[Stored data]
* * * * *
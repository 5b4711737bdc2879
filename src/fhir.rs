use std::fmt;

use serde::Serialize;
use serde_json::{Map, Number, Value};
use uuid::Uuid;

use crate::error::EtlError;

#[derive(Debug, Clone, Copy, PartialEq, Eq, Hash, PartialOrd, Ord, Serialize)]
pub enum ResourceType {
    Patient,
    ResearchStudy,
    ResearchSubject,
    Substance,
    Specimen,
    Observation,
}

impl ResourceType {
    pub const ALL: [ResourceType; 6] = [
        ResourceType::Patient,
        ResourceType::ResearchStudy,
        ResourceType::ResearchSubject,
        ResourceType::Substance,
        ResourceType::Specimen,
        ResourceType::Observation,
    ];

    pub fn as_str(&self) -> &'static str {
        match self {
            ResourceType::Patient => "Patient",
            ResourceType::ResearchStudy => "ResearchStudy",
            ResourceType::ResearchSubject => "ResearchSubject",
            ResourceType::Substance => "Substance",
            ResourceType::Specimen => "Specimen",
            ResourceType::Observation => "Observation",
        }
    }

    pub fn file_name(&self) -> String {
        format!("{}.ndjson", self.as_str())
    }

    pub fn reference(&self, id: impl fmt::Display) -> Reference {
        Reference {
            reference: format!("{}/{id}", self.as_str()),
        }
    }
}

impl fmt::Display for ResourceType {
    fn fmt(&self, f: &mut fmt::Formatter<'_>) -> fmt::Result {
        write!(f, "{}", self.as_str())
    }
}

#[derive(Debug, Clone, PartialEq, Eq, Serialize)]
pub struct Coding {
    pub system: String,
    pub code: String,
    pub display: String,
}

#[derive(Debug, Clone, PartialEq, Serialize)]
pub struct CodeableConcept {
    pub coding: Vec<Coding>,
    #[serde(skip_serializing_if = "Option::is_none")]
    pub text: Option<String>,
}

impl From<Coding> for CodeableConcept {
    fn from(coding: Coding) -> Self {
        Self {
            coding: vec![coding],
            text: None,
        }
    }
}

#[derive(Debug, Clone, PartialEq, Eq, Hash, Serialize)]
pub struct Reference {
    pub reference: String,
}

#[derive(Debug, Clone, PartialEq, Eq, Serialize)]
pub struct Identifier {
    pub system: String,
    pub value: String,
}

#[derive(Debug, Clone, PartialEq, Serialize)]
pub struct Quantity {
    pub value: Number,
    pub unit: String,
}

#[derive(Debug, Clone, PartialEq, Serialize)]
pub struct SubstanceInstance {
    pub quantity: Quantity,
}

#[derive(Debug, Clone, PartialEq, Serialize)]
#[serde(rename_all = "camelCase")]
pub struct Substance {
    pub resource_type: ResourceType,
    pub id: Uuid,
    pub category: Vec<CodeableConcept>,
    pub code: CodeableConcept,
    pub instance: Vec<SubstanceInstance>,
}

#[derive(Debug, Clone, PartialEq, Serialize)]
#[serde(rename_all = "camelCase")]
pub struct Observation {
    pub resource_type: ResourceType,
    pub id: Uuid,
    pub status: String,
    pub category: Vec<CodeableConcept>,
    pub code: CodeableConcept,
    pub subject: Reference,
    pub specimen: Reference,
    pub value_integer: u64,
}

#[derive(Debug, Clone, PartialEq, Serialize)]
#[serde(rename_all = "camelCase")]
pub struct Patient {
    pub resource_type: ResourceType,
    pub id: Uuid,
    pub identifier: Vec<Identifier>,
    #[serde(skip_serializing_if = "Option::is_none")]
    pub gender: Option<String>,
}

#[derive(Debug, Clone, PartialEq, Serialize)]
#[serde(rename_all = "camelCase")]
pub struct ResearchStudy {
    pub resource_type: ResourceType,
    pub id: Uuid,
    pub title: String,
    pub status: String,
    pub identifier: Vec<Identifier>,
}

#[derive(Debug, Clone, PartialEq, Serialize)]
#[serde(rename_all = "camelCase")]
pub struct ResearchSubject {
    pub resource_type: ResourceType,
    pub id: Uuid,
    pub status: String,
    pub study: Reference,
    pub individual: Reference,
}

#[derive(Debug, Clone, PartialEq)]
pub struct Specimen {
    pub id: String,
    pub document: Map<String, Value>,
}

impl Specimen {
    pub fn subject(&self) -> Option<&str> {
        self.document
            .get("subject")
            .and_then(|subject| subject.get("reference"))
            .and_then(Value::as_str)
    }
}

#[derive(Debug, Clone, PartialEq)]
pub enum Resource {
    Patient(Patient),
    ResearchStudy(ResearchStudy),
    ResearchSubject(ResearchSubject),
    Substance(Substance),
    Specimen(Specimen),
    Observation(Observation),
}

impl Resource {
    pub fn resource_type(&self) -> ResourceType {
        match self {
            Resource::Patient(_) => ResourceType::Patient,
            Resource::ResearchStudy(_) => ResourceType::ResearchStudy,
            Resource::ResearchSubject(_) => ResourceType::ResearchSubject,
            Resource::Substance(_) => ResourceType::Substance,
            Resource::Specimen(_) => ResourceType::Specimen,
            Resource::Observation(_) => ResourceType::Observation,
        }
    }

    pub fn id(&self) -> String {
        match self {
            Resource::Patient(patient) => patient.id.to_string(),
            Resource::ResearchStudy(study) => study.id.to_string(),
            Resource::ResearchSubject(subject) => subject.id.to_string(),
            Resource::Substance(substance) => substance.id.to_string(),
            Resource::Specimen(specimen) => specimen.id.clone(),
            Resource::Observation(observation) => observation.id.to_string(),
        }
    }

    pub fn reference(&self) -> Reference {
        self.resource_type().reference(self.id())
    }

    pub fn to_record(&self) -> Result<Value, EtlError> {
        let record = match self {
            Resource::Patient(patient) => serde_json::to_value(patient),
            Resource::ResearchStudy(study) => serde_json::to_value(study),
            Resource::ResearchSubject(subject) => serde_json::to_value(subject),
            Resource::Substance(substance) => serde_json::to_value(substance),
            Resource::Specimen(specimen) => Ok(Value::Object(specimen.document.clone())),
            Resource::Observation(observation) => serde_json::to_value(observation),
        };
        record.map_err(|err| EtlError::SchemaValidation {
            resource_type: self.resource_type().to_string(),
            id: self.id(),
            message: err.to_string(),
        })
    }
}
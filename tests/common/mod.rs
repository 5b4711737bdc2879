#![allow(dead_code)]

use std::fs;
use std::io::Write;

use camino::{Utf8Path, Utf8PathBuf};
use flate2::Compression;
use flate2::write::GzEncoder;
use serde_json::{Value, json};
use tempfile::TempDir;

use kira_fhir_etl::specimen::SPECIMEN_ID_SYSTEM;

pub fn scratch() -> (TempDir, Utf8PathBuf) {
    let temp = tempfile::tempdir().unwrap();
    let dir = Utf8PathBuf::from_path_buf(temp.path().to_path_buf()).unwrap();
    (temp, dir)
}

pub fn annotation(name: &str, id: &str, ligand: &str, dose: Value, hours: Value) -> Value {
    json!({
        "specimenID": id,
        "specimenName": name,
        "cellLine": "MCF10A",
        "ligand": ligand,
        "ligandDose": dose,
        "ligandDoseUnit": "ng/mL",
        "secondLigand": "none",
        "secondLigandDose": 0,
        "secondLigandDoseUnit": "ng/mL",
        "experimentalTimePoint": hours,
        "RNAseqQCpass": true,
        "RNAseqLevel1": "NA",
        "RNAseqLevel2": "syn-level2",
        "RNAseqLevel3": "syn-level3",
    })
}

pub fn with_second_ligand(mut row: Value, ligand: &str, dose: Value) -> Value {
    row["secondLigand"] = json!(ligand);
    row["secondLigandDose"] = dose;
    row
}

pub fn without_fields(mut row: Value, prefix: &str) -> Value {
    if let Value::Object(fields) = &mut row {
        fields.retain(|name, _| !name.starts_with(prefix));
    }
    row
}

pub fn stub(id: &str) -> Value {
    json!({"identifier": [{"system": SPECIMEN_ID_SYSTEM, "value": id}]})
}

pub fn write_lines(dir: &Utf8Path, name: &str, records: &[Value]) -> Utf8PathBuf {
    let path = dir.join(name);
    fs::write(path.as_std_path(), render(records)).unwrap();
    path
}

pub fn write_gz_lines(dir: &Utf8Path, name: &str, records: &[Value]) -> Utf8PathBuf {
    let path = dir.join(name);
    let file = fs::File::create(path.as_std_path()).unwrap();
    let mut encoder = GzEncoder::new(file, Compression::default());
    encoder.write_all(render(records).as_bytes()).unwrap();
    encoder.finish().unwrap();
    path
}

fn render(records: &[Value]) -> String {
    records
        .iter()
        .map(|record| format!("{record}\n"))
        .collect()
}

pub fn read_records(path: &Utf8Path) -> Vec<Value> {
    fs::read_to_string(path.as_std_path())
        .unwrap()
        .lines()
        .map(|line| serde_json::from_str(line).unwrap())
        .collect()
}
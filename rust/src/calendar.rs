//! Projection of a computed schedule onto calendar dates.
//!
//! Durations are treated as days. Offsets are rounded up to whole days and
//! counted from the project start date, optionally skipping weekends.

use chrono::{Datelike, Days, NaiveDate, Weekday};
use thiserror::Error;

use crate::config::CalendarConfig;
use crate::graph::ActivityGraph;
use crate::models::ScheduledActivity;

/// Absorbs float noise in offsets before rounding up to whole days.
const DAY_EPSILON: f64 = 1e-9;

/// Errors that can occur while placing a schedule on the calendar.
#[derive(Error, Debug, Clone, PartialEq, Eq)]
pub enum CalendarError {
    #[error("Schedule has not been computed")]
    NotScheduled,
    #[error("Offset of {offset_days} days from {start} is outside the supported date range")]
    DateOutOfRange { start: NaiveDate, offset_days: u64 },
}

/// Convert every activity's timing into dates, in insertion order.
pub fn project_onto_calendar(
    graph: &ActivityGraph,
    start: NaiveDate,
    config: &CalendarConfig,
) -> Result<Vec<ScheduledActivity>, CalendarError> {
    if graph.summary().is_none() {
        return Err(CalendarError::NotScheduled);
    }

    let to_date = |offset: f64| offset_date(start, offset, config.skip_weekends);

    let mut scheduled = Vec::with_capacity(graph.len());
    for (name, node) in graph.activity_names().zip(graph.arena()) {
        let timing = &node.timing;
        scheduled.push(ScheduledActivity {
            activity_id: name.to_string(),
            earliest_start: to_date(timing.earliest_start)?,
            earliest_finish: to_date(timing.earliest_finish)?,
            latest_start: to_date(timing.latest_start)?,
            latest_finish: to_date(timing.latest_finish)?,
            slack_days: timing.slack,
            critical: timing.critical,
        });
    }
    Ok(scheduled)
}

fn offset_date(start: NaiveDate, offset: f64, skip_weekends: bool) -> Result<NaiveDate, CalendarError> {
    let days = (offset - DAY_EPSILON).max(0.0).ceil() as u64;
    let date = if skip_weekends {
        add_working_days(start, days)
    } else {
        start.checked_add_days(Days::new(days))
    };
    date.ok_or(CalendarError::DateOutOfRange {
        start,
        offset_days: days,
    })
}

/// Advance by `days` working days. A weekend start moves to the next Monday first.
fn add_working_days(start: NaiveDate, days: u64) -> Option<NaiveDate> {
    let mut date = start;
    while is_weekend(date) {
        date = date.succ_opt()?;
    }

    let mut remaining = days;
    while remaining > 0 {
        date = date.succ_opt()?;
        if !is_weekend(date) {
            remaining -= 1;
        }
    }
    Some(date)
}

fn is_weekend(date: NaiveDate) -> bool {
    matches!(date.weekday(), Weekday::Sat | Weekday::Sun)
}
* * * * *
◆ **REQUIRED WORK**
Each line above that has the word "crate" must be copied.

◆ **TASK SOLUTION**
use crate::error::EtlError;
use crate::config::CalendarConfig;
use crate::graph::ActivityGraph;
use crate::models::ScheduledActivity;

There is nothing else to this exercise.